======== Data in this exercise

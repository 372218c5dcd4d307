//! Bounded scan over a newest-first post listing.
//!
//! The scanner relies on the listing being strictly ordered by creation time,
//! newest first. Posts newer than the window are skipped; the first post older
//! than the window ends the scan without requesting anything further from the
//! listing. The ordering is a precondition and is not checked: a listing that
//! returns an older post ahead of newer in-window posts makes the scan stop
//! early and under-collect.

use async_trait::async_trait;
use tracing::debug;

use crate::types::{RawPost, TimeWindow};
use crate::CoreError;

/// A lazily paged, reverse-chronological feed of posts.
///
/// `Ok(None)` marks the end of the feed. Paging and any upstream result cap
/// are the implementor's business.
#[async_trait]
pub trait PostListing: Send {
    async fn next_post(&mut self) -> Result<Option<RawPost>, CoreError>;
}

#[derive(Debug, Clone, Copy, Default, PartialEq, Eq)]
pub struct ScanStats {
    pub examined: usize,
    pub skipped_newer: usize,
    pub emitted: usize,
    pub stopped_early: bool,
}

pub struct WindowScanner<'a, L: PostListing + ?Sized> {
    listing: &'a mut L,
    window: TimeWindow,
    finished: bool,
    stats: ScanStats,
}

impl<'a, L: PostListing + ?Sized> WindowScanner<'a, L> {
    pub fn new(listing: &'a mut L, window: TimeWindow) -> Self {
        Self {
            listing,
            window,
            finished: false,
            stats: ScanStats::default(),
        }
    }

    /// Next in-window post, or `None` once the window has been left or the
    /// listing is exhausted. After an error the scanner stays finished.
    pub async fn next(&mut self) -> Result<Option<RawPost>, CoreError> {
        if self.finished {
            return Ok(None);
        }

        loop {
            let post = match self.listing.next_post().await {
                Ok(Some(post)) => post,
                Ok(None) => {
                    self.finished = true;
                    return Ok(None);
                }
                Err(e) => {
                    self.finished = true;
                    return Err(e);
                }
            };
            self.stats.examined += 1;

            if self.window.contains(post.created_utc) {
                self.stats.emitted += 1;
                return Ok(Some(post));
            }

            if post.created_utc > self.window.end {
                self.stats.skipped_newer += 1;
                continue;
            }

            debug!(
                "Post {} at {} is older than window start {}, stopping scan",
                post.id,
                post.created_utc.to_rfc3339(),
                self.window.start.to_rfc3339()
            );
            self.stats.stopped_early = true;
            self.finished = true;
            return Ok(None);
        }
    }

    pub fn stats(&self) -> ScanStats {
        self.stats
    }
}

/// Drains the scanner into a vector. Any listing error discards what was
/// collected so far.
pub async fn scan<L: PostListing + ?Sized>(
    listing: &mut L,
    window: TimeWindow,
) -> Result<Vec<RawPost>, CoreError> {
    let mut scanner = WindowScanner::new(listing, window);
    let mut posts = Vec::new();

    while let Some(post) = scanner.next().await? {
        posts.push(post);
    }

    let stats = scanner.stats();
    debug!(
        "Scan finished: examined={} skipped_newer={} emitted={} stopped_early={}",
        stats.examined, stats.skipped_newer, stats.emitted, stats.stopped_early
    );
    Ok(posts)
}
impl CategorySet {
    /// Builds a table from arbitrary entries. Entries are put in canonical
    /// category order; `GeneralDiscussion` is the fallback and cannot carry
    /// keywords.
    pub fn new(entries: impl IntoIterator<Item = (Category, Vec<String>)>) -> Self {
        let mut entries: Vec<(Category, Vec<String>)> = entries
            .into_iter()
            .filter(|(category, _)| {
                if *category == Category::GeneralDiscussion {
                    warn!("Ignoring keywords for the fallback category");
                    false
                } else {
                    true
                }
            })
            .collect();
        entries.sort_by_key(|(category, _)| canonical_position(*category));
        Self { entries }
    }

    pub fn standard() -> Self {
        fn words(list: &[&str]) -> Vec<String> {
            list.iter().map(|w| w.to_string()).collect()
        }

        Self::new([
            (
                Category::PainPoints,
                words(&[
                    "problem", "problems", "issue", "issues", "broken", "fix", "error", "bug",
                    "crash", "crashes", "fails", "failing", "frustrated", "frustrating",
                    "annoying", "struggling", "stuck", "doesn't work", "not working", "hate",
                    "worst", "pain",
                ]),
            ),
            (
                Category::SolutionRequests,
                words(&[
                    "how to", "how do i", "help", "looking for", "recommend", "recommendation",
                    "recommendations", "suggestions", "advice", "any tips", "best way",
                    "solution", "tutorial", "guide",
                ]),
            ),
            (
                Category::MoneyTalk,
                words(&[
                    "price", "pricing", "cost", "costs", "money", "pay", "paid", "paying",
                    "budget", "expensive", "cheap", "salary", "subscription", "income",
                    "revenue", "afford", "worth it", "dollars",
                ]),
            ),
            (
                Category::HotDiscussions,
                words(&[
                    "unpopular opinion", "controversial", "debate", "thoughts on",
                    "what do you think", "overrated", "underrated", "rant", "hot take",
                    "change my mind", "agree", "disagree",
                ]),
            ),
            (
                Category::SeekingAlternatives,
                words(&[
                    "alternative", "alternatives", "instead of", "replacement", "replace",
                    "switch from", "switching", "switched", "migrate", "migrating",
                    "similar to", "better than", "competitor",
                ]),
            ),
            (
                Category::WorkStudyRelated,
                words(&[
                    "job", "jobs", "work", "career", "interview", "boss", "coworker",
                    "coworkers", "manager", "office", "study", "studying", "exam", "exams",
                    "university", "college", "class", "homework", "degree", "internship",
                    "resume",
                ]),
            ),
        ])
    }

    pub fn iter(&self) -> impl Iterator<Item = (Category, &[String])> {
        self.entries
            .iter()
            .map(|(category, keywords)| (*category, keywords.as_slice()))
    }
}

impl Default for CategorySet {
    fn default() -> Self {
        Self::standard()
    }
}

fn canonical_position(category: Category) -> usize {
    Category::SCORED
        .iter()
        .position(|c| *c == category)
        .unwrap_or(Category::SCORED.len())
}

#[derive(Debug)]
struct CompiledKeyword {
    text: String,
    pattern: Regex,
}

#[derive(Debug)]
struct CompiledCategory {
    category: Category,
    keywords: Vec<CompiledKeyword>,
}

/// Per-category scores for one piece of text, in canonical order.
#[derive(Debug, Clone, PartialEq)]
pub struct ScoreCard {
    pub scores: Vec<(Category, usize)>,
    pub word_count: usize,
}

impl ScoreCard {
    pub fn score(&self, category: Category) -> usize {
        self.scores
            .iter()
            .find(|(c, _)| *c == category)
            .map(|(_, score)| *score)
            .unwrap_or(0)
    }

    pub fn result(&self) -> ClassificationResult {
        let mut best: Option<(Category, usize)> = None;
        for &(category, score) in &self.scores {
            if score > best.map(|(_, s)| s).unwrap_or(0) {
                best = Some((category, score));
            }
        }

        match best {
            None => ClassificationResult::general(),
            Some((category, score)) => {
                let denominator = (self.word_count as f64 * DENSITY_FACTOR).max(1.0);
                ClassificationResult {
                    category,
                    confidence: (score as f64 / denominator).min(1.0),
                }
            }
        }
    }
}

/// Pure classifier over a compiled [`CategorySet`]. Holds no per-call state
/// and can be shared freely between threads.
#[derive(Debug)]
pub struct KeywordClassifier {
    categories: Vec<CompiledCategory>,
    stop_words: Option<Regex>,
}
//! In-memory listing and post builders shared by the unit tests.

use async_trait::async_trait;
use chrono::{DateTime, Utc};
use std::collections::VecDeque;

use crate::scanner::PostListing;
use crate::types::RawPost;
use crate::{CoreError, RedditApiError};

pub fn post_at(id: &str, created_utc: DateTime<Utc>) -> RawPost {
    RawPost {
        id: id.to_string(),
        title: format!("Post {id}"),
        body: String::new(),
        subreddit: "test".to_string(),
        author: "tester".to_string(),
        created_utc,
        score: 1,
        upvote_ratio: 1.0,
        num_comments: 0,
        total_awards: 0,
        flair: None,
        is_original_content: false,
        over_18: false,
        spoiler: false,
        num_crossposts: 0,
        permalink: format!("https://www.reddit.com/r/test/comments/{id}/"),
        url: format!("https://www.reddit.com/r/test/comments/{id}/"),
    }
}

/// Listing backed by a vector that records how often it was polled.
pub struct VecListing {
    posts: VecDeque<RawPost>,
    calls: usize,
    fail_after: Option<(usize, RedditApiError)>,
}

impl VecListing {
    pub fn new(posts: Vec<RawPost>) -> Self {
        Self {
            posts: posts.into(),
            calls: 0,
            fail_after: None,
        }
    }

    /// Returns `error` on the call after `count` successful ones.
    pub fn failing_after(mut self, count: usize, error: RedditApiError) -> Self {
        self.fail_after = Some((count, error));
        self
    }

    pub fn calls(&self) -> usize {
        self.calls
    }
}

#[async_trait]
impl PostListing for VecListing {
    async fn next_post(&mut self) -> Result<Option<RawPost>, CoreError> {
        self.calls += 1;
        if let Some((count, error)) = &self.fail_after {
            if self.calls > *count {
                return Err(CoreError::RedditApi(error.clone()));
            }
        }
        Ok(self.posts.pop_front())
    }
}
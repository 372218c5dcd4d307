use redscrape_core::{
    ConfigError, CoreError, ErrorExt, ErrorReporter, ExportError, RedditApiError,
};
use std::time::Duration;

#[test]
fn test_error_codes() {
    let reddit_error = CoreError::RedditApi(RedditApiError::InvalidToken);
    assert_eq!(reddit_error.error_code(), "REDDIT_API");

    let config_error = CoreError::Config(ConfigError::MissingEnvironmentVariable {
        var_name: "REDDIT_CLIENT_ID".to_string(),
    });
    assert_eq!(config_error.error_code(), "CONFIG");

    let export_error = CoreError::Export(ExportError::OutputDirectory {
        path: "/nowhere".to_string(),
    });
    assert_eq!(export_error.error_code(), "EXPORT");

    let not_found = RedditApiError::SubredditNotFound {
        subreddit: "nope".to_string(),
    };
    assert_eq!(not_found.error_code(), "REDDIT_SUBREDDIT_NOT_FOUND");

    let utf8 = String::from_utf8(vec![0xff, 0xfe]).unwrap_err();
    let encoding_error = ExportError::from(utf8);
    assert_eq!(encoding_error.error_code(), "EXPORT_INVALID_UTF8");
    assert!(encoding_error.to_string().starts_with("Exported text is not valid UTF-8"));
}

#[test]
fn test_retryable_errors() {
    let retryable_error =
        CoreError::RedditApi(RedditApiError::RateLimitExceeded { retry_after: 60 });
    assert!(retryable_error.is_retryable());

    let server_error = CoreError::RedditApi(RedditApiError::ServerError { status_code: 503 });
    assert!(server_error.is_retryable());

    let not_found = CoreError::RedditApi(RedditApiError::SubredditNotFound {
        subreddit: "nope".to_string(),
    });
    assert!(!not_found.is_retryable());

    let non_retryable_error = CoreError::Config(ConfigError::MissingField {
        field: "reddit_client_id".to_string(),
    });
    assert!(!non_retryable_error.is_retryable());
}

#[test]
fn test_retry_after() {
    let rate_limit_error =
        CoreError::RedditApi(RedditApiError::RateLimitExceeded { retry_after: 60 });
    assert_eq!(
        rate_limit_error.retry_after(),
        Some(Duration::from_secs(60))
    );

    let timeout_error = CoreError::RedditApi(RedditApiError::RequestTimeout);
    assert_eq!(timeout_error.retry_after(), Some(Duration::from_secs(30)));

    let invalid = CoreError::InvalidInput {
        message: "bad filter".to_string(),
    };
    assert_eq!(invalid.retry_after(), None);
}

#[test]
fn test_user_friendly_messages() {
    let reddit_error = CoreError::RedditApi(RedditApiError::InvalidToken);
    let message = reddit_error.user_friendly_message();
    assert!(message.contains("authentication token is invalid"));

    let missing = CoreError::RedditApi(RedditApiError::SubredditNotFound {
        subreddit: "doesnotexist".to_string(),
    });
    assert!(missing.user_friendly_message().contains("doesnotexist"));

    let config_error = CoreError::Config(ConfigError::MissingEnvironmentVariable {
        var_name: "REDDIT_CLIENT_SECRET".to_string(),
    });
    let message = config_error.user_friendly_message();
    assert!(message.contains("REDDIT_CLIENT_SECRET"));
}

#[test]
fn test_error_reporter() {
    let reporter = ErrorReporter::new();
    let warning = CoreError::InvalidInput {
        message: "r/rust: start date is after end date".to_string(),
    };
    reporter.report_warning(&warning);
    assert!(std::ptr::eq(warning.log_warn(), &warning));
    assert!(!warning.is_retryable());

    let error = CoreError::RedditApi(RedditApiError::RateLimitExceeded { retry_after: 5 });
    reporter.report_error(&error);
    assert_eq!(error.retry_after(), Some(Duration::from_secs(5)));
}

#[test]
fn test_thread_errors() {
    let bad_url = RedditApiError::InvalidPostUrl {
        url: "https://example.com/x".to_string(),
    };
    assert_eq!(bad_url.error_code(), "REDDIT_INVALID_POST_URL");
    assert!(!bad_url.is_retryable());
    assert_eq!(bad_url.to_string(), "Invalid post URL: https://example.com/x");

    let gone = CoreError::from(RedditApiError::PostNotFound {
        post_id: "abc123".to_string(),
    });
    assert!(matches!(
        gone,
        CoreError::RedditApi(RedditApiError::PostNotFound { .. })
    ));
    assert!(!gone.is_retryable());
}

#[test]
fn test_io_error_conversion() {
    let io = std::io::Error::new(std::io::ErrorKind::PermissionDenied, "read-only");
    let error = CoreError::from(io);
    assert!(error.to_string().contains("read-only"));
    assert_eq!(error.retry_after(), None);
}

================

● **Problem statement**:
Only the count, no other text: how many lines in the listing above hold "SubredditNotFound"?

● **Output**:
3